His efforts achieved rapid success bringing all parties to the table and bringing some sort of resolution in the form of the 1998 Good-Friday agreement which ended most of the more serious violence. After stalls over disarming the I.R.A. and other issues there is now a power-sharing government in Northern Ireland, after two of the most prolific members from either side Martin McGuiness-Sinn Fein and Ian Paisley-Democratic Unionist Party, who would never have sat at the same table before Blair, took the oath of office May 8, as head and deputy respectively of the new Northern Ireland assembly. To bring a lasting peace (if it lasts) to one of the world's longest conflicts, and one that had never looked like it could be resolved, is a legacy that Tony Blair has every right to be proud of.

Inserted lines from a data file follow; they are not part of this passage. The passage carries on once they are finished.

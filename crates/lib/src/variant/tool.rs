use super::Variant;
use crate::script::Script;
use crate::tool::{AsTool, Construct, Tool, ToolError, Value};

/// Read-only view of the active script's variant keywords.
///
/// Declared fields win. Any other name is looked up as a keyword of the
/// variant the given script runs under.
#[derive(Debug, Default)]
pub struct VariantTool {
  tool: Tool,
}

impl VariantTool {
  pub fn new() -> Self {
    Self::default()
  }

  /// A projection with declared fields of its own, which shadow keywords.
  pub fn with_fields(construct: impl FnOnce(&mut Construct<'_>)) -> Self {
    VariantTool {
      tool: Tool::build(construct),
    }
  }

  /// Resolve `name` against the variant `script` runs under.
  pub fn get(&self, script: &Script, name: &str) -> Result<Value, ToolError> {
    self.lookup(script.variant(), name)
  }

  pub fn lookup(&self, variant: &Variant, name: &str) -> Result<Value, ToolError> {
    if let Some(value) = self.tool.get(name) {
      return Ok(value.clone());
    }
    variant
      .keyword(name)
      .map(Value::from)
      .ok_or_else(|| ToolError::UnknownAttribute(name.to_string()))
  }
}

impl AsTool for VariantTool {
  fn tool(&self) -> &Tool {
    &self.tool
  }

  fn tool_mut(&mut self) -> &mut Tool {
    &mut self.tool
  }
}
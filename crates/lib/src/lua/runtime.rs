use mlua::prelude::*;

use crate::lua::globals;
use crate::script::Script;

/// Create a Lua state for one execution of `script`.
///
/// `require` searches the script's directory first, and the `cake` global is
/// bound to `script`.
pub fn create_runtime(script: &Script) -> LuaResult<Lua> {
  let lua = Lua::new();
  let dir = script.dir().to_string_lossy().into_owned();
  let package = lua.globals().get::<LuaTable>("package")?;
  let package_path = package.get::<String>("path")?;
  package.set("path", format!("{dir}/?.lua;{dir}/?/init.lua;{}", package_path))?;

  globals::register_globals(&lua, script.clone())?;

  Ok(lua)
}

/// Run `source` as the chunk named after `script`'s path.
pub fn exec_source(lua: &Lua, script: &Script, source: &str) -> LuaResult<()> {
  lua
    .load(source)
    .set_name(format!("@{}", script.path().display()))
    .exec()
}
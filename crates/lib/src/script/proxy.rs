//! Lazy handles to scripts and their results.

use std::fmt;
use std::sync::Arc;

use super::{Script, ScriptError};
use crate::engine::Task;
use crate::tool::Value;

type Resolver = dyn Fn() -> Result<Script, ScriptError> + Send + Sync;

/// A script that will run once something asks for it.
///
/// Cloning shares the resolver. Executing more than once is safe: the
/// configuration schedules each (script, variant) pair only once and hands
/// back the same [`Script`] on later requests.
#[derive(Clone)]
pub struct ScriptProxy {
  resolve: Arc<Resolver>,
}

impl ScriptProxy {
  pub fn new<F>(resolve: F) -> Self
  where
    F: Fn() -> Result<Script, ScriptError> + Send + Sync + 'static,
  {
    ScriptProxy {
      resolve: Arc::new(resolve),
    }
  }

  /// Start the script if it has not started yet.
  pub fn execute(&self) -> Result<Script, ScriptError> {
    (self.resolve)()
  }

  /// A handle to the result `name` this script will publish.
  pub fn get_result(&self, name: impl Into<String>) -> ScriptResult {
    ScriptResult {
      proxy: self.clone(),
      name: name.into(),
    }
  }
}

impl fmt::Debug for ScriptProxy {
  fn fmt(&self, f: &mut fmt::Formatter<'_>) -> fmt::Result {
    f.write_str("ScriptProxy")
  }
}

/// A named result of a script that has possibly not run yet.
#[derive(Clone, Debug)]
pub struct ScriptResult {
  proxy: ScriptProxy,
  name: String,
}

impl ScriptResult {
  pub fn name(&self) -> &str {
    &self.name
  }

  /// Execute the producing script (if needed) and return it.
  pub fn script(&self) -> Result<Script, ScriptError> {
    self.proxy.execute()
  }

  /// The task the result becomes available after. Starts the producing
  /// script.
  pub fn task(&self) -> Result<Option<Task>, ScriptError> {
    Ok(self.script()?.task().cloned())
  }

  /// Resolve the value, waiting for the producing script to finish.
  pub async fn resolve(&self) -> Result<Value, ScriptError> {
    let proxy = self.proxy.clone();
    let script = tokio::task::spawn_blocking(move || proxy.execute())
      .await
      .map_err(|err| ScriptError::Execution {
        path: Default::default(),
        source: Box::new(err),
      })??;
    script.wait().await?;
    self.read(&script)
  }

  /// Blocking form of [`resolve`](Self::resolve), for script bodies and
  /// build actions.
  pub fn resolve_blocking(&self) -> Result<Value, ScriptError> {
    let script = self.script()?;
    script.wait_blocking()?;
    self.read(&script)
  }

  fn read(&self, script: &Script) -> Result<Value, ScriptError> {
    script.result(&self.name).ok_or_else(|| ScriptError::ResultNotFound {
      script: script.path().to_path_buf(),
      name: self.name.clone(),
    })
  }
}
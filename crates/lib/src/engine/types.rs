//! Types for task scheduling.

use std::path::PathBuf;

use thiserror::Error;

use super::task::TaskId;
use crate::consts::DEFAULT_CONFIG_SCRIPT_NAME;

/// Why a task did not succeed.
#[derive(Debug, Clone, PartialEq, Eq, Error)]
pub enum TaskError {
  /// The task's own action returned an error.
  #[error("task {id} failed: {message}")]
  Failed { id: TaskId, message: String },

  /// A task this one was ordered after did not succeed, so the action never ran.
  #[error("task {id} skipped: dependency {dependency} failed")]
  DependencyFailed { id: TaskId, dependency: TaskId },

  /// The action succeeded but a task registered to complete with it failed.
  #[error("task {id} failed: sub-task {child} failed: {message}")]
  ChildFailed {
    id: TaskId,
    child: TaskId,
    message: String,
  },

  /// The action panicked.
  #[error("task {id} panicked")]
  Panicked { id: TaskId },

  /// `start_after` was called twice.
  #[error("task {id} was already started")]
  AlreadyStarted { id: TaskId },

  /// The engine shut down before the task could run.
  #[error("task {id} was abandoned")]
  Abandoned { id: TaskId },
}

impl TaskError {
  /// The task this error belongs to.
  pub fn id(&self) -> TaskId {
    match self {
      TaskError::Failed { id, .. }
      | TaskError::DependencyFailed { id, .. }
      | TaskError::ChildFailed { id, .. }
      | TaskError::Panicked { id }
      | TaskError::AlreadyStarted { id }
      | TaskError::Abandoned { id } => *id,
    }
  }
}

/// Lifecycle of a task.
#[derive(Debug, Clone, PartialEq, Eq)]
pub enum TaskStatus {
  Pending,
  Running,
  Succeeded,
  Failed(TaskError),
}

impl TaskStatus {
  pub fn is_finished(&self) -> bool {
    matches!(self, TaskStatus::Succeeded | TaskStatus::Failed(_))
  }
}

/// Configuration for the build engine.
#[derive(Debug, Clone)]
pub struct EngineConfig {
  /// Maximum number of build actions running at once.
  pub parallelism: usize,

  /// File name searched for when locating a script's configuration.
  pub config_script_name: String,

  /// Where dependency records are kept. Relative paths resolve against each
  /// configuration's base directory; `None` uses the default location.
  pub dependency_dir: Option<PathBuf>,

  /// Treat every dependency record as stale.
  pub force: bool,
}

impl Default for EngineConfig {
  fn default() -> Self {
    Self {
      parallelism: num_cpus(),
      config_script_name: DEFAULT_CONFIG_SCRIPT_NAME.to_string(),
      dependency_dir: None,
      force: false,
    }
  }
}

/// Get the number of CPUs for default parallelism.
fn num_cpus() -> usize {
  std::thread::available_parallelism().map(|p| p.get()).unwrap_or(4)
}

However, another of his attempts to secure his place in the history books did not go in his favour. Blair defied the entire U.K. political hierarchy to follow the U.S. into the Iraq war. If it had gone well he would have been remembered as a bold leader, not afraid to do the right thing whatever the cost. But it didn't go well and as we all now know, it will be remembered as a terrible error in judgement and undoubtedly the cause of his rapid fall from grace.

Blair saw the chance to add to his legacy from the successful interventions in Sierra Leone and Kosovo early in his premiership, by helping to save Iraqis and the world from the tyrannical and maniacal Saddam Hussein. Instead he has overshadowed the successes with what is seen as his blindly following the U.S. to help start a war of aggression based on lies and half-truths, against a regime that posed no threat to the U.K. or the world. A war that has resulted in countless hundreds of thousands of deaths -- for nothing. Sure, Iraqi's no longer have to deal with a vicious, murderous and genocidal dictator, but they are no more secure. In fact most are less secure and other aspects of their lives have gotten worse than they were under Saddam.

So with all Blair's attempts to go down in history as one of the world's great leaders, it remains to be seen whether or not his achievements in Sierra Leone, Kosovo and Northern Ireland will be enough to save his legacy from being: [U.S. President] "Bush's poodle", partly responsible for one of the worst wars of his generation.